__ACTION ITEM__: Please quote exactly the lines below from the line containing "use super::DriverEnv;" to the line containing "let ns_of = |buf: &DmaBuffer|", both lines included, and nothing else.

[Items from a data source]
▬▬▬

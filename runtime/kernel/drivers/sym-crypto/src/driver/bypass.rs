// Licensed under the Apache-2.0 license

//! Plain copies between host memory and engine SRAM.

use log::warn;
use sym_crypto_common::descriptor::{DmaMode, FlowMode};
use sym_crypto_common::{DriverResult, HwDesc, SymError, SymResult};

use super::DriverEnv;
use crate::dma_buffer::{DmaBuffer, DmaTarget};
use crate::hil::CcHal;

/// Checks a copy for types the engine can move in one descriptor.
fn check_pair(input: &DmaBuffer, output: &DmaBuffer) -> SymResult<()> {
    let word_ok = |addr: u64, size: u32| addr % 4 == 0 || size % 4 == 0;
    match (input.target, output.target) {
        (DmaTarget::Dlli { .. }, DmaTarget::Dlli { .. }) => Ok(()),
        (DmaTarget::Sram { addr, size }, DmaTarget::Dlli { .. })
        | (DmaTarget::Dlli { .. }, DmaTarget::Sram { addr, size }) => {
            if word_ok(addr as u64, size) {
                Ok(())
            } else {
                warn!("Unaligned SRAM copy at 0x{:x} of {} bytes", addr, size);
                Err(SymError::InvalidArg)
            }
        }
        (DmaTarget::Sram { .. }, DmaTarget::Sram { .. }) => Err(SymError::UnsupportedAlgMode),
        _ => Err(SymError::InvalidArg),
    }
}

pub fn process<H: CcHal>(
    env: &DriverEnv<'_, H>,
    input: &DmaBuffer,
    output: &DmaBuffer,
) -> DriverResult<()> {
    check_pair(input, output)?;
    let ns_of = |buf: &DmaBuffer| buf.dma_mode() == DmaMode::Dlli && buf.ns;
    env.push(
        HwDesc::new()
            .din_type(input.dma_mode(), input.addr(), input.size(), ns_of(input))
            .dout_type(output.dma_mode(), output.addr(), output.size(), ns_of(output))
            .flow(FlowMode::Bypass),
    );
    Ok(())
}
// Licensed under the Apache-2.0 license

//! MD5, SHA-1, SHA-2 and SM3.
//!
//! The running digest and the processed-length counter live in the context
//! cache between calls. Every `process` reloads both, feeds the data and
//! writes them back; `finalize` lets the engine pad and emits the digest.

use log::{debug, warn};
use sym_crypto_common::context::{HashContext, HashSramState, HASH_LENGTH_SIZE};
use sym_crypto_common::descriptor::{
    DmaMode, FlowMode, HashHwMode, SetupOp, DO_NOT_PAD, DO_PAD, HASH_DIGEST_RESULT_LITTLE_ENDIAN,
    HASH_PADDING_DISABLED, HASH_PADDING_ENABLED,
};
use sym_crypto_common::{DriverResult, HwDesc, SymError};

use super::{din, DriverEnv};
use crate::dma_buffer::DmaBuffer;
use crate::hil::CcHal;
use crate::mlli::MlliDirection;

/// Restores the running digest and length counter.
///
/// During the outer HMAC pass the digest comes from the saved outer-pad state
/// and the length counter is reset to one processed block.
fn load_state<H: CcHal>(env: &DriverEnv<'_, H>, ctx: &HashContext, padding: u32) {
    let hw_mode = ctx.mode.hw_mode();
    let hw_digest = ctx.mode.hw_digest_size();
    let length_addr = env.field(HashSramState::LENGTH);

    let digest_addr = if ctx.hmac_finalization {
        env.field(HashSramState::K0)
    } else {
        env.field(HashSramState::DIGEST)
    };
    env.push(
        HwDesc::new()
            .din_sram(digest_addr, hw_digest)
            .hash_mode(hw_mode)
            .flow(FlowMode::SDinToHash)
            .setup(SetupOp::LoadState0),
    );

    if ctx.hmac_finalization {
        env.push(
            HwDesc::new()
                .din_const(0, HASH_LENGTH_SIZE as u32)
                .dout_sram(length_addr, HASH_LENGTH_SIZE as u32)
                .flow(FlowMode::Bypass),
        );
        env.push(
            HwDesc::new()
                .din_const(ctx.mode.block_size(), 4)
                .dout_sram(length_addr, 4)
                .flow(FlowMode::Bypass),
        );
    }

    env.push(
        HwDesc::new()
            .hash_mode(hw_mode)
            .cipher_config1(padding)
            .cipher_do(DO_NOT_PAD)
            .din_sram(length_addr, ctx.mode.length_size())
            .flow(FlowMode::SDinToHash)
            .setup(SetupOp::LoadKey0),
    );
}

fn store_state<H: CcHal>(env: &DriverEnv<'_, H>, ctx: &HashContext) {
    let hw_mode = ctx.mode.hw_mode();
    env.push(
        HwDesc::new()
            .hash_mode(hw_mode)
            .dout_sram(env.field(HashSramState::DIGEST), ctx.mode.hw_digest_size())
            .flow(FlowMode::SHashToDout)
            .setup(SetupOp::WriteState0),
    );
    env.push(
        HwDesc::new()
            .hash_mode(hw_mode)
            .dout_sram(env.field(HashSramState::LENGTH), ctx.mode.length_size())
            .flow(FlowMode::SHashToDout)
            .setup(SetupOp::WriteState1),
    );
}

/// Seeds the cached digest with the initial value and zeroes the length counter.
pub fn init<H: CcHal>(env: &DriverEnv<'_, H>, ctx: &mut HashContext) -> DriverResult<()> {
    env.queue
        .write_sram_words(env.field(HashSramState::DIGEST), ctx.mode.larval_digest());
    env.queue
        .clear_sram(env.field(HashSramState::LENGTH), HASH_LENGTH_SIZE as u32);
    ctx.hmac_finalization = false;
    Ok(())
}

pub fn process<H: CcHal>(
    env: &DriverEnv<'_, H>,
    ctx: &mut HashContext,
    input: &DmaBuffer,
) -> DriverResult<()> {
    if input.dma_mode() == DmaMode::NoDma {
        warn!("Hash update without input data");
        Err(SymError::InvalidArg)?;
    }

    load_state(env, ctx, HASH_PADDING_DISABLED);
    let data = env.resolve(input, MlliDirection::Input)?;
    env.push(din(HwDesc::new(), &data).flow(FlowMode::DinHash));
    store_state(env, ctx);
    debug!("{:?} update of {} units", ctx.mode, data.size);
    Ok(())
}

/// Pads the stream and writes the final digest to the cached digest field.
pub fn finalize<H: CcHal>(
    env: &DriverEnv<'_, H>,
    ctx: &mut HashContext,
    input: &DmaBuffer,
) -> DriverResult<()> {
    let hw_mode = ctx.mode.hw_mode();
    let remaining = input.dma_mode() != DmaMode::NoDma && input.size() > 0;

    if remaining {
        load_state(env, ctx, HASH_PADDING_ENABLED);
        let data = env.resolve(input, MlliDirection::Input)?;
        env.push(din(HwDesc::new(), &data).flow(FlowMode::DinHash));
    } else {
        // Nothing left to feed: have the engine run the padding block on its own.
        load_state(env, ctx, HASH_PADDING_DISABLED);
        env.push(
            HwDesc::new()
                .hash_mode(hw_mode)
                .cipher_config1(HASH_PADDING_DISABLED)
                .cipher_do(DO_PAD)
                .dout_sram(env.field(HashSramState::LENGTH), ctx.mode.length_size())
                .flow(FlowMode::SHashToDout)
                .setup(SetupOp::WriteState1),
        );
    }

    let desc = HwDesc::new()
        .hash_mode(hw_mode)
        .dout_sram(env.field(HashSramState::DIGEST), ctx.mode.hw_digest_size());
    let desc = if matches!(hw_mode, HashHwMode::Md5 | HashHwMode::Sha512) {
        desc.bytes_swap(true)
    } else {
        desc.cipher_config0(HASH_DIGEST_RESULT_LITTLE_ENDIAN)
    };
    env.push(
        desc.cipher_config1(HASH_PADDING_DISABLED)
            .cipher_do(DO_NOT_PAD)
            .flow(FlowMode::SHashToDout)
            .setup(SetupOp::WriteState0),
    );
    Ok(())
}

#[cfg(test)]
mod tests {
    use super::*;
    use sym_crypto_common::context::HashMode;
    use sym_crypto_common::DriverError;

    use crate::testing::{with_env, RecordingHal, CTX_ADDR};

    fn steps(descs: &[HwDesc]) -> Vec<(FlowMode, SetupOp)> {
        descs
            .iter()
            .map(|desc| {
                (
                    FlowMode::try_from(desc.flow_mode()).unwrap(),
                    SetupOp::try_from(desc.setup_op()).unwrap(),
                )
            })
            .collect()
    }

    #[test]
    fn test_init_seeds_digest_and_clears_length() {
        let hal = RecordingHal::new(0x800);
        hal.fill_sram(CTX_ADDR + HashSramState::LENGTH, &[0xFF; HASH_LENGTH_SIZE]);
        let mut ctx = HashContext::hash(HashMode::Sha1);
        ctx.hmac_finalization = true;
        with_env(&hal, |env| init(env, &mut ctx)).unwrap();

        let larval: Vec<u8> = HashMode::Sha1
            .larval_digest()
            .iter()
            .flat_map(|word| word.to_le_bytes())
            .collect();
        assert_eq!(hal.sram(CTX_ADDR + HashSramState::DIGEST, larval.len()), larval);
        assert_eq!(
            hal.sram(CTX_ADDR + HashSramState::LENGTH, HASH_LENGTH_SIZE),
            [0; HASH_LENGTH_SIZE]
        );
        assert!(!ctx.hmac_finalization);
        assert!(hal.descriptors().is_empty());
    }

    #[test]
    fn test_update_saves_state_around_data() {
        let hal = RecordingHal::new(0x800);
        let mut ctx = HashContext::hash(HashMode::Sha256);
        let input = DmaBuffer::dlli(0x8000_0000, 128);
        with_env(&hal, |env| process(env, &mut ctx, &input)).unwrap();

        let descs = hal.descriptors();
        assert_eq!(
            steps(&descs),
            [
                (FlowMode::SDinToHash, SetupOp::LoadState0),
                (FlowMode::SDinToHash, SetupOp::LoadKey0),
                (FlowMode::DinHash, SetupOp::None),
                (FlowMode::SHashToDout, SetupOp::WriteState0),
                (FlowMode::SHashToDout, SetupOp::WriteState1),
            ]
        );
        assert_eq!(descs[0].din_addr(), (CTX_ADDR + HashSramState::DIGEST) as u64);
        assert_eq!(descs[0].din_size(), 32);
        assert_eq!(descs[1].din_addr(), (CTX_ADDR + HashSramState::LENGTH) as u64);
        assert_eq!(descs[1].config1(), HASH_PADDING_DISABLED);
        assert_eq!(descs[2].din_dma_mode(), u32::from(DmaMode::Dlli));
        assert_eq!(descs[2].din_addr(), 0x8000_0000);
        assert_eq!(descs[2].din_size(), 128);
        assert_eq!(descs[3].dout_addr(), (CTX_ADDR + HashSramState::DIGEST) as u64);
        assert_eq!(descs[4].dout_addr(), (CTX_ADDR + HashSramState::LENGTH) as u64);
    }

    #[test]
    fn test_update_without_data_is_rejected() {
        let hal = RecordingHal::new(0x800);
        let mut ctx = HashContext::hash(HashMode::Sha256);
        assert_eq!(
            with_env(&hal, |env| process(env, &mut ctx, &DmaBuffer::ABSENT)),
            Err(DriverError::Sym(SymError::InvalidArg))
        );
        assert!(hal.descriptors().is_empty());
    }

    #[test]
    fn test_final_tail_is_padded_in_stream() {
        let hal = RecordingHal::new(0x800);
        let mut ctx = HashContext::hash(HashMode::Sha256);
        let tail = DmaBuffer::dlli(0x9000_0000, 40);
        with_env(&hal, |env| finalize(env, &mut ctx, &tail)).unwrap();

        let descs = hal.descriptors();
        assert_eq!(descs[1].config1(), HASH_PADDING_ENABLED);
        assert!(!descs.iter().any(|desc| desc.cipher_do_raw() == DO_PAD));
        let digest = descs.last().unwrap();
        assert_eq!(digest.setup_op(), u32::from(SetupOp::WriteState0));
        assert_eq!(digest.config0(), HASH_DIGEST_RESULT_LITTLE_ENDIAN);
        assert!(!digest.is_bytes_swap());
    }

    #[test]
    fn test_empty_final_pads_on_engine() {
        let hal = RecordingHal::new(0x800);
        let mut ctx = HashContext::hash(HashMode::Md5);
        with_env(&hal, |env| finalize(env, &mut ctx, &DmaBuffer::ABSENT)).unwrap();

        let descs = hal.descriptors();
        assert_eq!(
            steps(&descs),
            [
                (FlowMode::SDinToHash, SetupOp::LoadState0),
                (FlowMode::SDinToHash, SetupOp::LoadKey0),
                (FlowMode::SHashToDout, SetupOp::WriteState1),
                (FlowMode::SHashToDout, SetupOp::WriteState0),
            ]
        );
        assert_eq!(descs[2].cipher_do_raw(), DO_PAD);
        assert_eq!(descs[2].dout_addr(), (CTX_ADDR + HashSramState::LENGTH) as u64);
        // MD5 leaves the engine in the other byte order.
        assert!(descs[3].is_bytes_swap());
        assert_eq!(descs[3].dout_size(), 16);
    }

    #[test]
    fn test_outer_pass_restarts_from_k0() {
        let hal = RecordingHal::new(0x800);
        let mut ctx = HashContext::hmac(HashMode::Sha256, &[0x0B; 20]);
        ctx.hmac_finalization = true;
        let inner = DmaBuffer::sram(CTX_ADDR + HashSramState::DIGEST, 32);
        with_env(&hal, |env| process(env, &mut ctx, &inner)).unwrap();

        let descs = hal.descriptors();
        assert_eq!(descs[0].din_addr(), (CTX_ADDR + HashSramState::K0) as u64);
        // The length counter restarts at one block.
        assert_eq!(descs[1].flow_mode(), u32::from(FlowMode::Bypass));
        assert!(descs[1].is_din_const());
        assert_eq!(descs[1].din_addr(), 0);
        assert_eq!(descs[1].dout_size(), HASH_LENGTH_SIZE as u32);
        assert_eq!(descs[2].flow_mode(), u32::from(FlowMode::Bypass));
        assert_eq!(descs[2].din_addr(), 64);
        assert_eq!(descs[2].dout_addr(), (CTX_ADDR + HashSramState::LENGTH) as u64);
        assert_eq!(descs[2].dout_size(), 4);
    }
}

▬▬▬

__SOLUTION BELOW__:
use super::DriverEnv;
use crate::dma_buffer::{DmaBuffer, DmaTarget};
use crate::hil::CcHal;

/// Checks a copy for types the engine can move in one descriptor.
fn check_pair(input: &DmaBuffer, output: &DmaBuffer) -> SymResult<()> {
    let word_ok = |addr: u64, size: u32| addr % 4 == 0 || size % 4 == 0;
    match (input.target, output.target) {
        (DmaTarget::Dlli { .. }, DmaTarget::Dlli { .. }) => Ok(()),
        (DmaTarget::Sram { addr, size }, DmaTarget::Dlli { .. })
        | (DmaTarget::Dlli { .. }, DmaTarget::Sram { addr, size }) => {
            if word_ok(addr as u64, size) {
                Ok(())
            } else {
                warn!("Unaligned SRAM copy at 0x{:x} of {} bytes", addr, size);
                Err(SymError::InvalidArg)
            }
        }
        (DmaTarget::Sram { .. }, DmaTarget::Sram { .. }) => Err(SymError::UnsupportedAlgMode),
        _ => Err(SymError::InvalidArg),
    }
}

pub fn process<H: CcHal>(
    env: &DriverEnv<'_, H>,
    input: &DmaBuffer,
    output: &DmaBuffer,
) -> DriverResult<()> {
    check_pair(input, output)?;
    let ns_of = |buf: &DmaBuffer| buf.dma_mode() == DmaMode::Dlli && buf.ns;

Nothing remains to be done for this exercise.